The legal marijuana industry is booming across the United States.

But there are tax problems: since marijuana is still a federally controlled substance, selling it comes with costly federal tax consequences. The good news is that with knowledge of the law in this area and some planning, you can cut the tax bill that Uncle Sam would otherwise send you.

Here are two rules that apply to marijuana sales:

  1. All income from selling marijuana is taxable even though its sale is illegal under federal law.
  2. You are denied all ordinary and necessary business deductions against your marijuana sales income. You pay federal income taxes on your gross marijuana income!

The “gross income” taxation rule gives you a tax-planning opportunity. The tax code does not prevent those trafficking in controlled substances from deducting their cost of goods sold. Technically, cost of goods sold isn’t a deduction—it is an adjustment taken into account to determine gross income.
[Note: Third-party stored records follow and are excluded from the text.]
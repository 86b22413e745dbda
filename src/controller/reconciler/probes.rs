//! # Health Probes
//!
//! Four independent, read-only queries per ManagedCluster:
//!
//! - **deployment**: sync/health of the parent `vcluster-<name>` Application
//! - **workloads**: ready/total non-terminal Pods in the target namespace
//! - **sub-apps**: aggregate health of the cluster's child Applications
//! - **credential**: existence of the `vc-<name>` kubeconfig Secret
//!
//! Probes fail soft. A failing probe contributes its worst-case value to the
//! snapshot and its error is handed back to the caller for counting; it never
//! aborts the reconcile of the cluster.

use super::api::{AppRecord, PlatformApi};
use super::health::{AppHealth, HealthSnapshot, SyncStatus};
use super::types::{Probe, ReconcilerError};
use crate::constants::{credential_secret_name, deployment_app_name, ARGOCD_INSTANCE_LABEL};
use crate::crd::SubAppHealth;
use tracing::{debug, warn};

/// Snapshot plus the errors of any probe that failed while building it
#[derive(Debug, Default)]
pub struct ProbeReport {
    pub snapshot: HealthSnapshot,
    pub errors: Vec<ReconcilerError>,
}

/// Run all four probes for a cluster concurrently and fold them into a snapshot.
pub async fn gather_snapshot(
    api: &dyn PlatformApi,
    argocd_namespace: &str,
    cluster_name: &str,
    target_namespace: &str,
) -> ProbeReport {
    let (deployment, workloads, sub_apps, credential) = tokio::join!(
        probe_deployment(api, argocd_namespace, cluster_name),
        probe_workloads(api, target_namespace),
        probe_sub_apps(api, argocd_namespace, cluster_name),
        probe_credential(api, target_namespace, cluster_name),
    );

    let mut errors = Vec::new();
    let mut degrade = |probe: Probe, err: ReconcilerError| {
        warn!(
            resource.name = cluster_name,
            probe = probe.as_str(),
            error = %err,
            "Health probe failed, using worst-case value"
        );
        errors.push(ReconcilerError::probe(probe, cluster_name, err));
    };

    let (deployment_sync, deployment_health) = deployment.unwrap_or_else(|e| {
        degrade(Probe::Deployment, e);
        (SyncStatus::Unknown, AppHealth::Missing)
    });
    let (workloads_ready, workloads_total) = workloads.unwrap_or_else(|e| {
        degrade(Probe::Workloads, e);
        (0, 0)
    });
    let sub_apps = match sub_apps {
        Ok(SubAppProbe { health, labelled_error }) => {
            if let Some(e) = labelled_error {
                degrade(Probe::SubApps, e);
            }
            health
        }
        Err(e) => {
            degrade(Probe::SubApps, e);
            SubAppHealth::default()
        }
    };
    let credential_exists = credential.unwrap_or_else(|e| {
        degrade(Probe::Credential, e);
        false
    });

    ProbeReport {
        snapshot: HealthSnapshot {
            deployment_sync,
            deployment_health,
            workloads_ready,
            workloads_total,
            sub_apps_healthy: sub_apps.healthy,
            sub_apps_total: sub_apps.total,
            sub_apps_unhealthy: sub_apps.unhealthy,
            credential_exists,
        },
        errors,
    }
}

/// Sync and health of the parent Application; `(Unknown, Missing)` when it does not exist
pub async fn probe_deployment(
    api: &dyn PlatformApi,
    argocd_namespace: &str,
    cluster_name: &str,
) -> Result<(SyncStatus, AppHealth), ReconcilerError> {
    let app_name = deployment_app_name(cluster_name);
    match api.get_application(argocd_namespace, &app_name).await? {
        Some(app) => Ok((app.sync, app.health)),
        None => {
            debug!(application = %app_name, "Deployment record not found");
            Ok((SyncStatus::Unknown, AppHealth::Missing))
        }
    }
}

/// Ready and total non-terminal workload instances in the namespace
pub async fn probe_workloads(
    api: &dyn PlatformApi,
    namespace: &str,
) -> Result<(u32, u32), ReconcilerError> {
    let instances = api.list_workloads(namespace).await?;
    let (ready, total) = instances
        .iter()
        .filter(|instance| !instance.is_terminal())
        .fold((0u32, 0u32), |(ready, total), instance| {
            (ready + u32::from(instance.ready), total + 1)
        });
    Ok((ready, total))
}

/// Sub-app aggregate, plus the error of a failed labelled query that was
/// answered by the destination fallback instead
#[derive(Debug, Default)]
pub struct SubAppProbe {
    pub health: SubAppHealth,
    pub labelled_error: Option<ReconcilerError>,
}

/// Aggregate health of the cluster's child Applications.
///
/// Children are found by the ArgoCD instance label first. When that yields
/// nothing or fails, Applications whose destination server host names the
/// cluster are used instead (see [`destination_matches_cluster`]).
pub async fn probe_sub_apps(
    api: &dyn PlatformApi,
    argocd_namespace: &str,
    cluster_name: &str,
) -> Result<SubAppProbe, ReconcilerError> {
    let parent = deployment_app_name(cluster_name);
    let selector = format!("{ARGOCD_INSTANCE_LABEL}={parent}");

    let (labelled, labelled_error) =
        match api.list_applications(argocd_namespace, Some(&selector)).await {
            Ok(apps) => (apps, None),
            Err(e) => {
                warn!(
                    resource.name = cluster_name,
                    error = %e,
                    "Labelled sub-app query failed, falling back to destination match"
                );
                (Vec::new(), Some(e))
            }
        };

    let children: Vec<AppRecord> = if labelled.is_empty() {
        api.list_applications(argocd_namespace, None)
            .await?
            .into_iter()
            .filter(|app| {
                app.destination_server
                    .as_deref()
                    .is_some_and(|server| destination_matches_cluster(server, cluster_name))
            })
            .collect()
    } else {
        labelled
    };

    Ok(SubAppProbe {
        health: aggregate_app_health(children.iter().filter(|app| app.name != parent)),
        labelled_error,
    })
}

/// Whether the credential Secret exists in the target namespace
pub async fn probe_credential(
    api: &dyn PlatformApi,
    namespace: &str,
    cluster_name: &str,
) -> Result<bool, ReconcilerError> {
    api.secret_exists(namespace, &credential_secret_name(cluster_name))
        .await
}

/// Count Healthy applications and collect the names of the rest
pub fn aggregate_app_health<'a>(apps: impl IntoIterator<Item = &'a AppRecord>) -> SubAppHealth {
    apps.into_iter().fold(SubAppHealth::default(), |mut acc, app| {
        acc.total += 1;
        if app.health == AppHealth::Healthy {
            acc.healthy += 1;
        } else {
            acc.unhealthy.push(app.name.clone());
        }
        acc
    })
}

/// Whether an Application destination server belongs to the named cluster.
///
/// The server URL is reduced to its host, and the host's first DNS label must be
/// exactly `<name>` or `vcluster-<name>` (case insensitive). This covers external
/// `https://<name>.<domain>` and in-cluster `https://vcluster-<name>.<ns>.svc`
/// servers without matching clusters whose names merely share a suffix.
pub fn destination_matches_cluster(server: &str, cluster_name: &str) -> bool {
    if cluster_name.is_empty() {
        return false;
    }
    let parent = deployment_app_name(cluster_name);
    server_host(server)
        .and_then(|host| host.split('.').next())
        .is_some_and(|label| {
            label.eq_ignore_ascii_case(cluster_name) || label.eq_ignore_ascii_case(&parent)
        })
}

fn server_host(server: &str) -> Option<&str> {
    let rest = server.split_once("://").map_or(server, |(_, rest)| rest);
    let authority = rest.split(['/', '?', '#']).next()?;
    let host_port = authority.rsplit_once('@').map_or(authority, |(_, host)| host);
    let host = host_port.split(':').next()?;
    (!host.is_empty()).then_some(host)
}
//! # Cluster Metrics
//!
//! Gauges mirroring each ManagedCluster's computed phase and health snapshot,
//! labelled by `name` and `namespace`.

use crate::controller::reconciler::health::{AppHealth, HealthSnapshot, SyncStatus};
use crate::controller::reconciler::phase::Phase;
use crate::observability::metrics::{flag, registry::REGISTRY};
use anyhow::Result;
use prometheus::{GaugeVec, Opts};
use std::sync::LazyLock;

const CLUSTER_LABELS: &[&str] = &["name", "namespace"];

fn cluster_gauge(name: &str, help: &str) -> GaugeVec {
    GaugeVec::new(Opts::new(name, help), CLUSTER_LABELS)
        .expect("Failed to create cluster gauge - this should never happen")
}

static PHASE_INFO: LazyLock<GaugeVec> = LazyLock::new(|| {
    GaugeVec::new(
        Opts::new(
            "platform_vcluster_phase_info",
            "Current phase of vcluster (1=active for the labeled phase)",
        ),
        &["name", "namespace", "phase"],
    )
    .expect("Failed to create PHASE_INFO metric - this should never happen")
});

static READY: LazyLock<GaugeVec> = LazyLock::new(|| {
    cluster_gauge(
        "platform_vcluster_ready",
        "Whether vcluster is in Ready phase (1=ready, 0=not)",
    )
});

static PODS_READY: LazyLock<GaugeVec> = LazyLock::new(|| {
    cluster_gauge(
        "platform_vcluster_pods_ready",
        "Number of ready pods in vcluster namespace",
    )
});

static PODS_TOTAL: LazyLock<GaugeVec> = LazyLock::new(|| {
    cluster_gauge(
        "platform_vcluster_pods_total",
        "Total pods in vcluster namespace",
    )
});

static ARGOCD_SYNCED: LazyLock<GaugeVec> = LazyLock::new(|| {
    cluster_gauge(
        "platform_vcluster_argocd_synced",
        "Whether ArgoCD app is synced (1=synced, 0=not)",
    )
});

static ARGOCD_HEALTHY: LazyLock<GaugeVec> = LazyLock::new(|| {
    cluster_gauge(
        "platform_vcluster_argocd_healthy",
        "Whether ArgoCD app is healthy (1=healthy, 0=not)",
    )
});

static CREDENTIAL_AVAILABLE: LazyLock<GaugeVec> = LazyLock::new(|| {
    cluster_gauge(
        "platform_vcluster_credential_available",
        "Whether the kubeconfig secret exists (1=present, 0=missing)",
    )
});

static SUBAPPS_HEALTHY: LazyLock<GaugeVec> = LazyLock::new(|| {
    cluster_gauge(
        "platform_vcluster_subapps_healthy",
        "Number of healthy sub-apps for vcluster",
    )
});

static SUBAPPS_TOTAL: LazyLock<GaugeVec> = LazyLock::new(|| {
    cluster_gauge(
        "platform_vcluster_subapps_total",
        "Total number of sub-apps for vcluster",
    )
});

pub(crate) fn register_cluster_metrics() -> Result<()> {
    REGISTRY.register(Box::new(PHASE_INFO.clone()))?;
    REGISTRY.register(Box::new(READY.clone()))?;
    REGISTRY.register(Box::new(PODS_READY.clone()))?;
    REGISTRY.register(Box::new(PODS_TOTAL.clone()))?;
    REGISTRY.register(Box::new(ARGOCD_SYNCED.clone()))?;
    REGISTRY.register(Box::new(ARGOCD_HEALTHY.clone()))?;
    REGISTRY.register(Box::new(CREDENTIAL_AVAILABLE.clone()))?;
    REGISTRY.register(Box::new(SUBAPPS_HEALTHY.clone()))?;
    REGISTRY.register(Box::new(SUBAPPS_TOTAL.clone()))?;
    Ok(())
}

/// Publish a cluster's phase and snapshot.
///
/// Every one of the seven phase series is written on each call, so exactly one
/// of them is 1 for the cluster afterwards.
pub fn record_cluster_status(name: &str, namespace: &str, phase: Phase, snapshot: &HealthSnapshot) {
    for candidate in Phase::ALL {
        PHASE_INFO
            .with_label_values(&[name, namespace, candidate.as_str()])
            .set(flag(candidate == phase));
    }

    let labels = [name, namespace];
    READY
        .with_label_values(&labels)
        .set(flag(phase == Phase::Ready));
    PODS_READY
        .with_label_values(&labels)
        .set(f64::from(snapshot.workloads_ready));
    PODS_TOTAL
        .with_label_values(&labels)
        .set(f64::from(snapshot.workloads_total));
    ARGOCD_SYNCED
        .with_label_values(&labels)
        .set(flag(snapshot.deployment_sync == SyncStatus::Synced));
    ARGOCD_HEALTHY
        .with_label_values(&labels)
        .set(flag(snapshot.deployment_health == AppHealth::Healthy));
    CREDENTIAL_AVAILABLE
        .with_label_values(&labels)
        .set(flag(snapshot.credential_exists));
    SUBAPPS_HEALTHY
        .with_label_values(&labels)
        .set(f64::from(snapshot.sub_apps_healthy));
    SUBAPPS_TOTAL
        .with_label_values(&labels)
        .set(f64::from(snapshot.sub_apps_total));
}

/// Current value of one phase series for a cluster
pub fn phase_gauge(name: &str, namespace: &str, phase: Phase) -> Option<f64> {
    PHASE_INFO
        .get_metric_with_label_values(&[name, namespace, phase.as_str()])
        .ok()
        .map(|gauge| gauge.get())
}
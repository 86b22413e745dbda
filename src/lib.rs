//! Platform Status Reconciler Library
//!
//! Core functionality for the platform status reconciler: the phase engine,
//! health probes, status writer, dependent-record classifier, metrics and the
//! scheduler that drives them.
//! Tests are included in the module files and under `tests/`.

pub mod config;
pub mod constants;
pub mod controller;
pub mod crd;
pub mod observability;
pub mod runtime;

// Re-export CRD types for convenience
pub use crd::*;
When you use an inventory method of accounting (which a marijuana seller must do), you

  • capitalize eligible direct and indirect expenses of producing the inventory,
  • recognize income when you sell the inventory, and
  • recognize the allocated inventory expenses as cost of goods sold when you sell the inventory.

As you can see, step one for minimizing your taxes on a marijuana business is to create allocations to cost of goods sold that will stand up to IRS scrutiny.